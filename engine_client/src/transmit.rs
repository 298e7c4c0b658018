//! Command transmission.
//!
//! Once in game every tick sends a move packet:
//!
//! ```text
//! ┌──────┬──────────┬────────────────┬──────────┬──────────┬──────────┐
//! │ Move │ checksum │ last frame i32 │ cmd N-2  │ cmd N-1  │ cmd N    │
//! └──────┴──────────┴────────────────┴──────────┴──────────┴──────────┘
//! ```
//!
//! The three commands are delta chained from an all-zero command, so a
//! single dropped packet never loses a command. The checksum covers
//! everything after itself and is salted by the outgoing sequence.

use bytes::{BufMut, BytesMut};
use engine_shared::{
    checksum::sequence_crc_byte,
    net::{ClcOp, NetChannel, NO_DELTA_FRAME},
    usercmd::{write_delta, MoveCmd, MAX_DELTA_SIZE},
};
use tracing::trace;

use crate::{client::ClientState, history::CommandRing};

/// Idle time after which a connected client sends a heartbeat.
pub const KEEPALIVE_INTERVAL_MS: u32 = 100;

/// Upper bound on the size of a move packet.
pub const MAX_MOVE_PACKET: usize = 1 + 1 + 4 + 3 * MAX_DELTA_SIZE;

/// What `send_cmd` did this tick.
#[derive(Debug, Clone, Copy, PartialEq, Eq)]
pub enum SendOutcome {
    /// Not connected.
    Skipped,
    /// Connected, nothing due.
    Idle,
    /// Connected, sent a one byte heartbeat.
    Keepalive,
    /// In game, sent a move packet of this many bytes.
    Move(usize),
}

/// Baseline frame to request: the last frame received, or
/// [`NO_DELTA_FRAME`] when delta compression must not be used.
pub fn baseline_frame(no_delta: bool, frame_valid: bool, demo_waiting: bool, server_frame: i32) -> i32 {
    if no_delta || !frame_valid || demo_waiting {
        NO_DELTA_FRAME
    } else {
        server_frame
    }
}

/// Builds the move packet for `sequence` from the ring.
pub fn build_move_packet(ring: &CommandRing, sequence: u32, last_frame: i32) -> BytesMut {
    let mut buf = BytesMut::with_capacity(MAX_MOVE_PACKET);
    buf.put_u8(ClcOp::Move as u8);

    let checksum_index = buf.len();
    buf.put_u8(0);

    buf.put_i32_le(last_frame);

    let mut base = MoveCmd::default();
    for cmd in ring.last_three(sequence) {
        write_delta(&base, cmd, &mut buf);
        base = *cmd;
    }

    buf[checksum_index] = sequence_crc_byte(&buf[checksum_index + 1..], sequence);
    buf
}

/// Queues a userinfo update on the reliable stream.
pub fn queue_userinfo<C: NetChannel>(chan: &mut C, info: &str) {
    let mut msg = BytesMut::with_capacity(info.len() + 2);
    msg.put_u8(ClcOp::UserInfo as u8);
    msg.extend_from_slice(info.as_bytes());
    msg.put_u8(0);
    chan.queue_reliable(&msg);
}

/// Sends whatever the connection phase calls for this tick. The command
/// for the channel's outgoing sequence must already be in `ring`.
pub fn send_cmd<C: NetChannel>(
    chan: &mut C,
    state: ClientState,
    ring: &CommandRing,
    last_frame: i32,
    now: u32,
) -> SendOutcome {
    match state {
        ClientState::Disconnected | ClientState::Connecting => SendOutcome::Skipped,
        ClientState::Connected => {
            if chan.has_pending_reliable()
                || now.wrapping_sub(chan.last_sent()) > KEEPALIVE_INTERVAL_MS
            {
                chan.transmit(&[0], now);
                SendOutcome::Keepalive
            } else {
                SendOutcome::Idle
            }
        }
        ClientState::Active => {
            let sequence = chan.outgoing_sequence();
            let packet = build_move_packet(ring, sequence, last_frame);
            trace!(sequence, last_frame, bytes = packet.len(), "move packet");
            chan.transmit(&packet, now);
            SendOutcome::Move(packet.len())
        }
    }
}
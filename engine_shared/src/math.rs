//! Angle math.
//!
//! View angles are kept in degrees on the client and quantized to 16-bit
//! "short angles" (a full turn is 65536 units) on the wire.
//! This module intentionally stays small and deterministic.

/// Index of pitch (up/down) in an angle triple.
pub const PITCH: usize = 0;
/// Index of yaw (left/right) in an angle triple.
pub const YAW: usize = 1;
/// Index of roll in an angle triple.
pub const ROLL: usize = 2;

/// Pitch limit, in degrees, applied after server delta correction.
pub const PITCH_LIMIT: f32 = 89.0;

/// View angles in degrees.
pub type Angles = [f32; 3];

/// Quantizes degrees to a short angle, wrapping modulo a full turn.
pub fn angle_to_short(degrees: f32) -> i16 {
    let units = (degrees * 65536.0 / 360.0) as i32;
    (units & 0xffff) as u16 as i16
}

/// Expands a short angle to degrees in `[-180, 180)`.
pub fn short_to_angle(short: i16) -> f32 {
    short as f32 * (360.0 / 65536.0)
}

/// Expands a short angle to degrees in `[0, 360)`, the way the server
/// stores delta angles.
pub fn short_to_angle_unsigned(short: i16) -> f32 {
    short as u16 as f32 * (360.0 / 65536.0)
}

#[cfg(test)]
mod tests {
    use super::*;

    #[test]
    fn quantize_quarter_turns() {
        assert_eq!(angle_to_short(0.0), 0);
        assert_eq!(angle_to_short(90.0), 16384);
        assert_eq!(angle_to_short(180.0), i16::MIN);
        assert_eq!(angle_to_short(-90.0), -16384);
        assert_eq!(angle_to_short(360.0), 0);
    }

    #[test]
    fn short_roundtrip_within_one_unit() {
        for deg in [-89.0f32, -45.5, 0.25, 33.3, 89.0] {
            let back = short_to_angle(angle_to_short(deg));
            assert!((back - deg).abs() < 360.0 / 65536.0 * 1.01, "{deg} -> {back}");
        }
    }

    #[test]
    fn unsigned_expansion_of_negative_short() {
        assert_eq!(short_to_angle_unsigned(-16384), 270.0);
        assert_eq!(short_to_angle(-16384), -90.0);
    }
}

...

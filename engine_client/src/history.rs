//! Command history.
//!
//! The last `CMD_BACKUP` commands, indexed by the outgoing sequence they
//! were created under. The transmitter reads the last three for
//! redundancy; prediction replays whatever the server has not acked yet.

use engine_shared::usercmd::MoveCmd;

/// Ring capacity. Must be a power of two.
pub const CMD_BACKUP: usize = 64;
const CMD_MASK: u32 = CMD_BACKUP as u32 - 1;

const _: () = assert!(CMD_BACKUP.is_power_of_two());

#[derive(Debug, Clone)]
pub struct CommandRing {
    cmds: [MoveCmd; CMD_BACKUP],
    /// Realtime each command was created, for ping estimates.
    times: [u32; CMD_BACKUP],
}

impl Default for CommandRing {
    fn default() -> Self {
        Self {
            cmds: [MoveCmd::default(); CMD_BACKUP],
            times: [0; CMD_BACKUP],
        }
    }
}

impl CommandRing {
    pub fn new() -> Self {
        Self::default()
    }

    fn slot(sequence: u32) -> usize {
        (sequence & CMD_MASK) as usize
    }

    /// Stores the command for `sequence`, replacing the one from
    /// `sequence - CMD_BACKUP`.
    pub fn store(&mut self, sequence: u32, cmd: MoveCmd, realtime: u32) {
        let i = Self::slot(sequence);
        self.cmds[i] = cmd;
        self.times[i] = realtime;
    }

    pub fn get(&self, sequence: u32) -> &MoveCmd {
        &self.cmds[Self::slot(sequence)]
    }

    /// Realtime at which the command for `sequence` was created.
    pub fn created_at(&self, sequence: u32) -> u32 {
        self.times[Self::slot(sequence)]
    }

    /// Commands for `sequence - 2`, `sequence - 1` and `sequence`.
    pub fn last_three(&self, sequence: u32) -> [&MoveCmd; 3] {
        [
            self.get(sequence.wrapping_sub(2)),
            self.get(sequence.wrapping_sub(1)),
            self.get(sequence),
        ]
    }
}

→ **TASK ITEM**
Return only the lines between the one holding "u32, last_frame: i32)" and the one holding "SendOutcome::Idle", inclusive, exactly as they appear above.

→ **ANSWER BELOW**
pub fn build_move_packet(ring: &CommandRing, sequence: u32, last_frame: i32) -> BytesMut {
    let mut buf = BytesMut::with_capacity(MAX_MOVE_PACKET);
    buf.put_u8(ClcOp::Move as u8);

    let checksum_index = buf.len();
    buf.put_u8(0);

    buf.put_i32_le(last_frame);

    let mut base = MoveCmd::default();
    for cmd in ring.last_three(sequence) {
        write_delta(&base, cmd, &mut buf);
        base = *cmd;
    }

    buf[checksum_index] = sequence_crc_byte(&buf[checksum_index + 1..], sequence);
    buf
}

/// Queues a userinfo update on the reliable stream.
pub fn queue_userinfo<C: NetChannel>(chan: &mut C, info: &str) {
    let mut msg = BytesMut::with_capacity(info.len() + 2);
    msg.put_u8(ClcOp::UserInfo as u8);
    msg.extend_from_slice(info.as_bytes());
    msg.put_u8(0);
    chan.queue_reliable(&msg);
}

/// Sends whatever the connection phase calls for this tick. The command
/// for the channel's outgoing sequence must already be in `ring`.
pub fn send_cmd<C: NetChannel>(
    chan: &mut C,
    state: ClientState,
    ring: &CommandRing,
    last_frame: i32,
    now: u32,
) -> SendOutcome {
    match state {
        ClientState::Disconnected | ClientState::Connecting => SendOutcome::Skipped,
        ClientState::Connected => {
            if chan.has_pending_reliable()
                || now.wrapping_sub(chan.last_sent()) > KEEPALIVE_INTERVAL_MS
            {
                chan.transmit(&[0], now);
                SendOutcome::Keepalive
            } else {
                SendOutcome::Idle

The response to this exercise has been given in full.